- [What the exercise asks] Repeat the data precisely as given.

- [Data for the task]
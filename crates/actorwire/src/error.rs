//! # Error Definitions
//!
//! Failures of the codec itself. Failures reported *by the remote side* travel inside
//! an `error` frame and are not represented here.

/// Operational failures while turning frames into bytes and back.
#[derive(Debug, Clone, PartialEq, Eq)]
pub enum Error {
    /// The frame could not be serialized.
    Encode(String),
    /// The bytes were not a valid frame for the chosen encoding.
    Decode(String),
}

impl std::fmt::Display for Error {
    fn fmt(&self, f: &mut std::fmt::Formatter<'_>) -> std::fmt::Result {
        match self {
            Self::Encode(msg) => write!(f, "Encode error: {}", msg),
            Self::Decode(msg) => write!(f, "Decode error: {}", msg),
        }
    }
}

impl std::error::Error for Error {}

impl From<rmp_serde::encode::Error> for Error {
    fn from(e: rmp_serde::encode::Error) -> Self {
        Self::Encode(e.to_string())
    }
}

impl From<rmp_serde::decode::Error> for Error {
    fn from(e: rmp_serde::decode::Error) -> Self {
        Self::Decode(e.to_string())
    }
}

/// A specialized Result type for codec operations.
pub type Result<T> = std::result::Result<T, Error>;
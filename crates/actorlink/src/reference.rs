//! # Actor Addressing
//!
//! What a caller wants to talk to, before anything has been resolved.
//!
//! Identity for tag-based queries is `(actor_type, tags)`. Creation parameters are not part of
//! identity: they are only consulted by the remote side when it creates the instance.

use actorwire::ResolveMode;
use actorwire::ResolveRequest;
use actorwire::Tags;
use serde_json::Value;

use crate::error::Error;
use crate::error::Result;

/// How to find the actor instance.
#[derive(Debug, Clone, PartialEq, Eq)]
pub enum ActorQuery {
    /// The instance with these tags, created if it does not exist yet.
    GetOrCreate {
        actor_type: String,
        tags: Tags,
        region: Option<String>,
    },
    /// The instance with these tags; `ActorNotFound` if it does not exist.
    Get { actor_type: String, tags: Tags },
    /// A brand-new instance.
    Create {
        actor_type: String,
        tags: Tags,
        region: Option<String>,
    },
    /// An instance addressed by the id a previous resolve returned.
    ById { actor_id: String },
}

/// A caller's intent to address one actor instance. Immutable once built.
#[derive(Debug, Clone, PartialEq)]
pub struct ActorReference {
    pub query: ActorQuery,
    pub params: Option<Value>,
}

impl ActorReference {
    /// The tagless, get-or-create reference to `actor_type`.
    pub fn new(actor_type: impl Into<String>) -> Self {
        Self {
            query: ActorQuery::GetOrCreate {
                actor_type: actor_type.into(),
                tags: Tags::new(),
                region: None,
            },
            params: None,
        }
    }

    pub fn with_query(query: ActorQuery) -> Self {
        Self { query, params: None }
    }

    pub fn with_params(mut self, params: Value) -> Self {
        self.params = Some(params);
        self
    }

    /// Adds one tag. Ignored for `ById` references.
    pub fn with_tag(mut self, key: impl Into<String>, value: impl Into<String>) -> Self {
        if let Some(tags) = self.tags_mut() {
            tags.insert(key.into(), value.into());
        }
        self
    }

    pub fn actor_type(&self) -> Option<&str> {
        match &self.query {
            ActorQuery::GetOrCreate { actor_type, .. }
            | ActorQuery::Get { actor_type, .. }
            | ActorQuery::Create { actor_type, .. } => Some(actor_type),
            ActorQuery::ById { .. } => None,
        }
    }

    pub fn tags(&self) -> Option<&Tags> {
        match &self.query {
            ActorQuery::GetOrCreate { tags, .. }
            | ActorQuery::Get { tags, .. }
            | ActorQuery::Create { tags, .. } => Some(tags),
            ActorQuery::ById { .. } => None,
        }
    }

    fn tags_mut(&mut self) -> Option<&mut Tags> {
        match &mut self.query {
            ActorQuery::GetOrCreate { tags, .. }
            | ActorQuery::Get { tags, .. }
            | ActorQuery::Create { tags, .. } => Some(tags),
            ActorQuery::ById { .. } => None,
        }
    }

    /// Checks what can be checked locally before anything is sent.
    pub fn validate(&self) -> Result<()> {
        if let Some(actor_type) = self.actor_type() {
            if actor_type.is_empty() {
                return Err(Error::ActorNotFound("actor type must not be empty".into()));
            }
        }

        if let ActorQuery::ById { actor_id } = &self.query {
            if actor_id.is_empty() {
                return Err(Error::ActorNotFound("actor id must not be empty".into()));
            }
        }

        if let Some(tags) = self.tags() {
            if tags.keys().any(|k| k.is_empty()) {
                return Err(Error::InvalidTags("tag keys must not be empty".into()));
            }
        }

        Ok(())
    }

    /// Builds the resolve frame for this reference.
    pub fn to_request(&self) -> ResolveRequest {
        let (actor_type, actor_id, tags, mode, region) = match &self.query {
            ActorQuery::GetOrCreate { actor_type, tags, region } => (
                Some(actor_type.clone()),
                None,
                tags.clone(),
                ResolveMode::GetOrCreate,
                region.clone(),
            ),
            ActorQuery::Get { actor_type, tags } => {
                (Some(actor_type.clone()), None, tags.clone(), ResolveMode::Get, None)
            }
            ActorQuery::Create { actor_type, tags, region } => (
                Some(actor_type.clone()),
                None,
                tags.clone(),
                ResolveMode::Create,
                region.clone(),
            ),
            ActorQuery::ById { actor_id } => {
                (None, Some(actor_id.clone()), Tags::new(), ResolveMode::GetForId, None)
            }
        };

        ResolveRequest {
            actor_type,
            actor_id,
            tags,
            params: self.params.clone(),
            mode,
            region,
        }
    }
}

impl std::fmt::Display for ActorReference {
    fn fmt(&self, f: &mut std::fmt::Formatter<'_>) -> std::fmt::Result {
        match &self.query {
            ActorQuery::ById { actor_id } => write!(f, "#{}", actor_id),
            _ => {
                write!(f, "{}", self.actor_type().unwrap_or_default())?;
                if let Some(tags) = self.tags().filter(|t| !t.is_empty()) {
                    let pairs: Vec<String> = tags.iter().map(|(k, v)| format!("{}={}", k, v)).collect();
                    write!(f, "[{}]", pairs.join(","))?;
                }
                Ok(())
            }
        }
    }
}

- [Result of this task]
filename crates/actorwire/src/error.rs
//! # Error Definitions
//!
//! Failures of the codec itself. Failures reported *by the remote side* travel inside
//! an `error` frame and are not represented here.

/// Operational failures while turning frames into bytes and back.
#[derive(Debug, Clone, PartialEq, Eq)]
pub enum Error {
    /// The frame could not be serialized.
    Encode(String),
    /// The bytes were not a valid frame for the chosen encoding.
    Decode(String),
}

impl std::fmt::Display for Error {
    fn fmt(&self, f: &mut std::fmt::Formatter<'_>) -> std::fmt::Result {
        match self {
            Self::Encode(msg) => write!(f, "Encode error: {}", msg),
            Self::Decode(msg) => write!(f, "Decode error: {}", msg),
        }
    }
}

impl std::error::Error for Error {}

impl From<rmp_serde::encode::Error> for Error {
    fn from(e: rmp_serde::encode::Error) -> Self {
        Self::Encode(e.to_string())
    }
}

impl From<rmp_serde::decode::Error> for Error {
    fn from(e: rmp_serde::decode::Error) -> Self {
        Self::Decode(e.to_string())
    }
}

/// A specialized Result type for codec operations.
pub type Result<T> = std::result::Result<T, Error>;
filename crates/actorlink/src/reference.rs
//! # Actor Addressing
//!
//! What a caller wants to talk to, before anything has been resolved.
//!
//! Identity for tag-based queries is `(actor_type, tags)`. Creation parameters are not part of
//! identity: they are only consulted by the remote side when it creates the instance.

use actorwire::ResolveMode;
use actorwire::ResolveRequest;
use actorwire::Tags;
use serde_json::Value;

use crate::error::Error;
use crate::error::Result;

/// How to find the actor instance.
#[derive(Debug, Clone, PartialEq, Eq)]
pub enum ActorQuery {
    /// The instance with these tags, created if it does not exist yet.
    GetOrCreate {
        actor_type: String,
        tags: Tags,
        region: Option<String>,
    },
    /// The instance with these tags; `ActorNotFound` if it does not exist.
    Get { actor_type: String, tags: Tags },
    /// A brand-new instance.
    Create {
        actor_type: String,
        tags: Tags,
        region: Option<String>,
    },
    /// An instance addressed by the id a previous resolve returned.
    ById { actor_id: String },
}

/// A caller's intent to address one actor instance. Immutable once built.
#[derive(Debug, Clone, PartialEq)]
pub struct ActorReference {
    pub query: ActorQuery,
    pub params: Option<Value>,
}

impl ActorReference {
    /// The tagless, get-or-create reference to `actor_type`.
    pub fn new(actor_type: impl Into<String>) -> Self {
        Self {
            query: ActorQuery::GetOrCreate {
                actor_type: actor_type.into(),
                tags: Tags::new(),
                region: None,
            },
            params: None,
        }
    }

    pub fn with_query(query: ActorQuery) -> Self {
        Self { query, params: None }
    }

    pub fn with_params(mut self, params: Value) -> Self {
        self.params = Some(params);
        self
    }

    /// Adds one tag. Ignored for `ById` references.
    pub fn with_tag(mut self, key: impl Into<String>, value: impl Into<String>) -> Self {
        if let Some(tags) = self.tags_mut() {
            tags.insert(key.into(), value.into());
        }
        self
    }

    pub fn actor_type(&self) -> Option<&str> {
        match &self.query {
            ActorQuery::GetOrCreate { actor_type, .. }
            | ActorQuery::Get { actor_type, .. }
            | ActorQuery::Create { actor_type, .. } => Some(actor_type),
            ActorQuery::ById { .. } => None,
        }
    }

    pub fn tags(&self) -> Option<&Tags> {
        match &self.query {
            ActorQuery::GetOrCreate { tags, .. }
            | ActorQuery::Get { tags, .. }
            | ActorQuery::Create { tags, .. } => Some(tags),
            ActorQuery::ById { .. } => None,
        }
    }

    fn tags_mut(&mut self) -> Option<&mut Tags> {
        match &mut self.query {
            ActorQuery::GetOrCreate { tags, .. }
            | ActorQuery::Get { tags, .. }
            | ActorQuery::Create { tags, .. } => Some(tags),
            ActorQuery::ById { .. } => None,
        }
    }

    /// Checks what can be checked locally before anything is sent.
    pub fn validate(&self) -> Result<()> {
        if let Some(actor_type) = self.actor_type() {
            if actor_type.is_empty() {
                return Err(Error::ActorNotFound("actor type must not be empty".into()));
            }
        }

        if let ActorQuery::ById { actor_id } = &self.query {
            if actor_id.is_empty() {
                return Err(Error::ActorNotFound("actor id must not be empty".into()));
            }
        }

        if let Some(tags) = self.tags() {
            if tags.keys().any(|k| k.is_empty()) {
                return Err(Error::InvalidTags("tag keys must not be empty".into()));
            }
        }

        Ok(())
    }

    /// Builds the resolve frame for this reference.
    pub fn to_request(&self) -> ResolveRequest {
        let (actor_type, actor_id, tags, mode, region) = match &self.query {
            ActorQuery::GetOrCreate { actor_type, tags, region } => (
                Some(actor_type.clone()),
                None,
                tags.clone(),
                ResolveMode::GetOrCreate,
                region.clone(),
            ),
            ActorQuery::Get { actor_type, tags } => {
                (Some(actor_type.clone()), None, tags.clone(), ResolveMode::Get, None)
            }
            ActorQuery::Create { actor_type, tags, region } => (
                Some(actor_type.clone()),
                None,
                tags.clone(),
                ResolveMode::Create,
                region.clone(),
            ),
            ActorQuery::ById { actor_id } => {
                (None, Some(actor_id.clone()), Tags::new(), ResolveMode::GetForId, None)
            }
        };

        ResolveRequest {
            actor_type,
            actor_id,
            tags,
            params: self.params.clone(),
            mode,
            region,
        }
    }
}

impl std::fmt::Display for ActorReference {
    fn fmt(&self, f: &mut std::fmt::Formatter<'_>) -> std::fmt::Result {
        match &self.query {
            ActorQuery::ById { actor_id } => write!(f, "#{}", actor_id),
            _ => {
                write!(f, "{}", self.actor_type().unwrap_or_default())?;
                if let Some(tags) = self.tags().filter(|t| !t.is_empty()) {
                    let pairs: Vec<String> = tags.iter().map(|(k, v)| format!("{}={}", k, v)).collect();
                    write!(f, "[{}]", pairs.join(","))?;
                }
                Ok(())
            }
        }
    }
}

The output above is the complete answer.